In den USA wurde kürzlich zudem ein Bluttest als neue Früherkennungsmethode zugelassen: Mit dem Verfahren wird zellfreie Tumor-DNA im Blut aufgespürt. In puncto Diagnosesicherheit hinkt der Test der Koloskopie noch hinterher, wird aber laufend verfeinert.

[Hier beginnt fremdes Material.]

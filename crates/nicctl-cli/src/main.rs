//! # nicctl
//!
//! Node-local controller that hands host links to workload network
//! namespaces and takes them back when the workload goes away.

#![cfg_attr(test, allow(clippy::expect_used, clippy::unwrap_used, clippy::panic))]

mod commands;
mod output;

use clap::Parser;
use tracing_subscriber::EnvFilter;

use crate::commands::{Cli, LogFormat};

fn main() -> anyhow::Result<()> {
    let cli = Cli::parse();

    let filter = EnvFilter::try_from_default_env().unwrap_or_else(|_| EnvFilter::new("info"));
    match cli.log_format {
        LogFormat::Text => tracing_subscriber::fmt().with_env_filter(filter).init(),
        LogFormat::Json => tracing_subscriber::fmt()
            .json()
            .with_env_filter(filter)
            .init(),
    }

    commands::execute(cli)
}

In Europa rechnet Ludwig erst in den kommenden fünf bis zehn Jahren mit einer Eingliederung solcher Tests ins Vorsorgeprogramm. "Die Tests – derzeit arbeiten mehrere Firmen an solchen Bluttests – werden sicherlich auch bald in Europa bei der Arzneimittelbehörde zur Zulassung eingereicht."

Darmkrebs mit dem Roboter operieren

Auch Darmkrebstherapien entwickeln sich ständig weiter: Personalisierte Behandlungen oder roboterassistierte Operationen haben in den vergangenen Jahren die Überlebenschancen gesteigert. 

Auch am Barmherzigen Schwestern Krankenhaus Wien ist man seit zwei Jahren im Besitz eines Operationsroboters: "Das ist ein System im OP, das uns neue Möglichkeiten gibt, was den Blick auf das Operationsfeld anlangt", erzählt Klaus. "Es ermöglicht aber auch eine bessere Bewegungsfreiheit der Chirurgen. Das hilft uns, den Krebs anatomisch noch genauer zu operieren."